EXERCISE INSTRUCTIONS:
Across the entries, count the lines that include "AudioRequest" and report only that number.

GIVEN RECORDS:
impl StandaloneClientBuilder {
    pub fn with_provider(mut self, name: impl Into<String>, config: ProviderConfig) -> Self {
        self.providers.insert(name.into(), config);
        self
    }

    pub fn with_openai(self, api_key: impl Into<String>) -> Self {
        let config = ProviderConfig::new("openai", api_key);
        self.with_provider("openai", config)
    }

    pub fn with_anthropic(self, api_key: impl Into<String>) -> Self {
        let config = ProviderConfig::new("anthropic", api_key);
        self.with_provider("anthropic", config)
    }

    pub fn with_azure_openai(
        self,
        api_key: impl Into<String>,
        deployment_name: impl Into<String>,
    ) -> Self {
        let mut config = ProviderConfig::new("azure-openai", api_key);
        config.name = deployment_name.into();
        self.with_provider("azure-openai", config)
    }

    pub fn with_google_vertex_ai(
        self,
        api_key: impl Into<String>,
        project_id: impl Into<String>,
    ) -> Self {
        let mut config = ProviderConfig::new("google-vertex-ai", api_key);
        config
            .headers
            .insert("project-id".to_string(), project_id.into());
        self.with_provider("google-vertex-ai", config)
    }

    pub fn with_cohere(self, api_key: impl Into<String>) -> Self {
        let config = ProviderConfig::new("cohere", api_key);
        self.with_provider("cohere", config)
    }

    pub fn with_groq(self, api_key: impl Into<String>) -> Self {
        let config = ProviderConfig::new("groq", api_key);
        self.with_provider("groq", config)
    }

    pub fn with_mistral(self, api_key: impl Into<String>) -> Self {
        let config = ProviderConfig::new("mistral", api_key);
        self.with_provider("mistral", config)
    }

    pub fn with_perplexity(self, api_key: impl Into<String>) -> Self {
        let config = ProviderConfig::new("perplexity", api_key);
        self.with_provider("perplexity", config)
    }

    pub fn with_ollama(self, base_url: impl Into<String>) -> Self {
        let mut config = ProviderConfig::new("ollama", "");
        config.base_url = Some(base_url.into());
        self.with_provider("ollama", config)
    }

    pub fn with_custom(
        self,
        name: impl Into<String>,
        api_key: impl Into<String>,
        base_url: impl Into<String>,
    ) -> Self {
        let mut config = ProviderConfig::new("custom", api_key);
        config.name = name.into();
        config.base_url = Some(base_url.into());
        self.with_provider("custom", config)
    }

    pub fn with_routing_strategy(mut self, strategy: RoutingStrategyKind) -> Self {
        self.routing_strategy = strategy;
        self
    }

    pub fn build(self) -> Result<UltrafastClient, ClientError> {
        if self.providers.is_empty() {
            return Err(ClientError::Configuration {
                message: "At least one provider must be configured".to_string(),
            });
        }

        let registry = ProviderRegistry::new();
        for (name, config) in self.providers {
            let breaker_config = config.circuit_breaker.clone().unwrap_or_default();
            // Use circuit breaker by default for all providers
            let provider: Arc<dyn Provider> = create_provider_with_circuit_breaker(
                config.clone(),
                Some(breaker_config.clone()),
            )?
            .into();

            let capabilities = Capabilities {
                supported_models: provider.supported_models(),
                max_context_tokens: 128_000,
                streaming: provider.supports_streaming(),
                tools: provider.supports_function_calling(),
                vision: false,
                input_cost_per_1k: 0.0,
                output_cost_per_1k: 0.0,
                weight: 1.0,
            };
            registry.register(Arc::new(ProviderCandidate::new(
                name,
                config.name.clone(),
                config.base_url.clone().unwrap_or_default(),
                None,
                capabilities,
                provider,
                breaker_config,
            )));
        }

        let load_balancer = LoadBalancer::new(self.routing_strategy);
        let rules = RulesEngine::new(Duration::from_secs(30));
        let router = crate::router::Router::new(registry, rules, load_balancer, self.routing_strategy);
        let coordinator = Arc::new(Coordinator::new(
            router,
            self.retry_policy.into_coordinator_config(),
        ));

        // Create optimized HTTP client for standalone mode too
        let http_client = Client::builder()
            .pool_max_idle_per_host(20)
            .pool_idle_timeout(Duration::from_secs(60))
            .build()
            .map_err(|e| ClientError::Configuration {
                message: format!("Failed to create HTTP client: {e}"),
            })?;

        Ok(UltrafastClient {
            mode: ClientMode::Standalone,
            coordinator,
            metrics: Arc::new(RwLock::new(HashMap::new())),
            http_client,
            api_key: None,
            timeout: Duration::from_secs(30),
            last_used_provider: Arc::new(RwLock::new(None)),
        })
    }
}
use crate::error::ProviderError;
use crate::models::{
    AudioRequest, AudioResponse, ChatRequest, ChatResponse, EmbeddingRequest, EmbeddingResponse,
    ImageRequest, ImageResponse, SpeechRequest, SpeechResponse, StreamChunk,
};
use crate::providers::{HealthStatus, Provider, ProviderConfig, ProviderHealth, StreamResult};
use async_stream::stream;
use serde_json::json;

use super::http_client::{map_error_response, AuthStrategy, HttpProviderClient};

use std::collections::HashMap;
use std::time::Instant;

pub struct MistralProvider {
    http: HttpProviderClient,
    config: ProviderConfig,
}

impl MistralProvider {
    pub fn new(config: ProviderConfig) -> Result<Self, ProviderError> {
        let http = HttpProviderClient::new(
            config.timeout,
            config.base_url.clone(),
            "https://api.mistral.ai/v1",
            &config.headers,
            AuthStrategy::Bearer {
                token: config.api_key.clone(),
            },
        )?;
        Ok(Self { http, config })
    }

    fn map_model(&self, model: &str) -> String {
        self.config
            .model_mapping
            .get(model)
            .cloned()
            .unwrap_or_else(|| model.to_string())
    }

    // Use shared map_error_response
}

#[async_trait::async_trait]
impl Provider for MistralProvider {
    fn name(&self) -> &str {
        "mistral"
    }

    fn supports_streaming(&self) -> bool {
        true
    }

    fn supports_function_calling(&self) -> bool {
        true
    }

    fn supported_models(&self) -> Vec<String> {
        vec![
            "mistral-tiny".to_string(),
            "mistral-small".to_string(),
            "mistral-medium".to_string(),
            "mistral-large".to_string(),
            "mistral-large-latest".to_string(),
            "mistral-embed".to_string(),
        ]
    }

    async fn chat_completion(
        &self,
        mut request: ChatRequest,
    ) -> Result<ChatResponse, ProviderError> {
        request.model = self.map_model(&request.model);

        let chat_response: ChatResponse =
            self.http.post_json("/chat/completions", &request).await?;
        Ok(chat_response)
    }

    async fn stream_chat_completion(
        &self,
        mut request: ChatRequest,
    ) -> Result<StreamResult, ProviderError> {
        request.model = self.map_model(&request.model);
        request.stream = Some(true);

        let response = self
            .http
            .post_json_raw("/chat/completions", &request)
            .await?;
        if !response.status().is_success() {
            return Err(map_error_response(response).await);
        }

        let stream = Box::pin(stream! {
            let mut bytes_stream = response.bytes_stream();
            let mut buffer = String::new();

            while let Some(chunk_result) = futures::StreamExt::next(&mut bytes_stream).await {
                match chunk_result {
                    Ok(chunk) => {
                        let chunk_str = String::from_utf8_lossy(&chunk);
                        buffer.push_str(&chunk_str);

                        while let Some(line_end) = buffer.find('\n') {
                            let line = buffer[..line_end].trim().to_string();
                            buffer = buffer[line_end + 1..].to_string();

                            if let Some(json_str) = line.strip_prefix("data: ") {
                                if json_str == "[DONE]" {
                                    return;
                                }

                                match serde_json::from_str::<StreamChunk>(json_str) {
                                    Ok(stream_chunk) => yield Ok(stream_chunk),
                                    Err(e) => yield Err(ProviderError::Serialization(e)),
                                }
                            }
                        }
                    }
                    Err(e) => yield Err(ProviderError::Http(e)),
                }
            }
        });

        Ok(stream)
    }

    async fn embedding(
        &self,
        request: EmbeddingRequest,
    ) -> Result<EmbeddingResponse, ProviderError> {
        let model = self.map_model(&request.model);

        let input = match &request.input {
            crate::models::EmbeddingInput::String(s) => vec![s.clone()],
            crate::models::EmbeddingInput::StringArray(arr) => arr.clone(),
            _ => {
                return Err(ProviderError::Configuration {
                    message: "Unsupported embedding input format".to_string(),
                })
            }
        };

        let mistral_request = json!({
            "model": model,
            "input": input,
            "encoding_format": request.encoding_format.unwrap_or_else(|| "float".to_string()),
        });

        let mistral_response: serde_json::Value =
            self.http.post_json("/embeddings", &mistral_request).await?;

        // Convert Mistral response to OpenAI format
        let embeddings = mistral_response["data"]
            .as_array()
            .unwrap_or(&vec![])
            .iter()
            .enumerate()
            .map(|(i, embedding)| {
                let embedding_vec = embedding["embedding"]
                    .as_array()
                    .unwrap_or(&vec![])
                    .iter()
                    .filter_map(|v| v.as_f64().map(|f| f as f32))
                    .collect::<Vec<f32>>();

                crate::models::Embedding {
                    object: "embedding".to_string(),
                    embedding: embedding_vec,
                    index: i as u32,
                }
            })
            .collect();

        let embedding_response = EmbeddingResponse {
            object: "list".to_string(),
            data: embeddings,
            model,
            usage: crate::models::Usage {
                prompt_tokens: mistral_response["usage"]["prompt_tokens"]
                    .as_u64()
                    .unwrap_or(0) as u32,
                completion_tokens: 0,
                total_tokens: mistral_response["usage"]["total_tokens"]
                    .as_u64()
                    .unwrap_or(0) as u32,
            },
        };

        Ok(embedding_response)
    }

    async fn image_generation(
        &self,
        _request: ImageRequest,
    ) -> Result<ImageResponse, ProviderError> {
        Err(ProviderError::Configuration {
            message: "Image generation not supported by Mistral".to_string(),
        })
    }

    async fn audio_transcription(
        &self,
        _request: AudioRequest,
    ) -> Result<AudioResponse, ProviderError> {
        Err(ProviderError::Configuration {
            message: "Audio transcription not supported by Mistral".to_string(),
        })
    }

    async fn text_to_speech(
        &self,
        _request: SpeechRequest,
    ) -> Result<SpeechResponse, ProviderError> {
        Err(ProviderError::Configuration {
            message: "Text-to-speech not supported by Mistral".to_string(),
        })
    }

    async fn health_check(&self) -> Result<ProviderHealth, ProviderError> {
        let start = Instant::now();

        let response = self.http.get_json::<serde_json::Value>("/models").await;

        let latency_ms = start.elapsed().as_millis() as u64;

        match response {
            Ok(_) => Ok(ProviderHealth {
                status: HealthStatus::Healthy,
                latency_ms: Some(latency_ms),
                error_rate: 0.0,
                last_check: chrono::Utc::now(),
                details: HashMap::new(),
            }),
            Err(e) => {
                let mut details = HashMap::new();
                details.insert("error".to_string(), e.to_string());

                Ok(ProviderHealth {
                    status: HealthStatus::Degraded,
                    latency_ms: Some(latency_ms),
                    error_rate: 1.0,
                    last_check: chrono::Utc::now(),
                    details,
                })
            }
        }
    }
}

YOUR SOLUTION:
2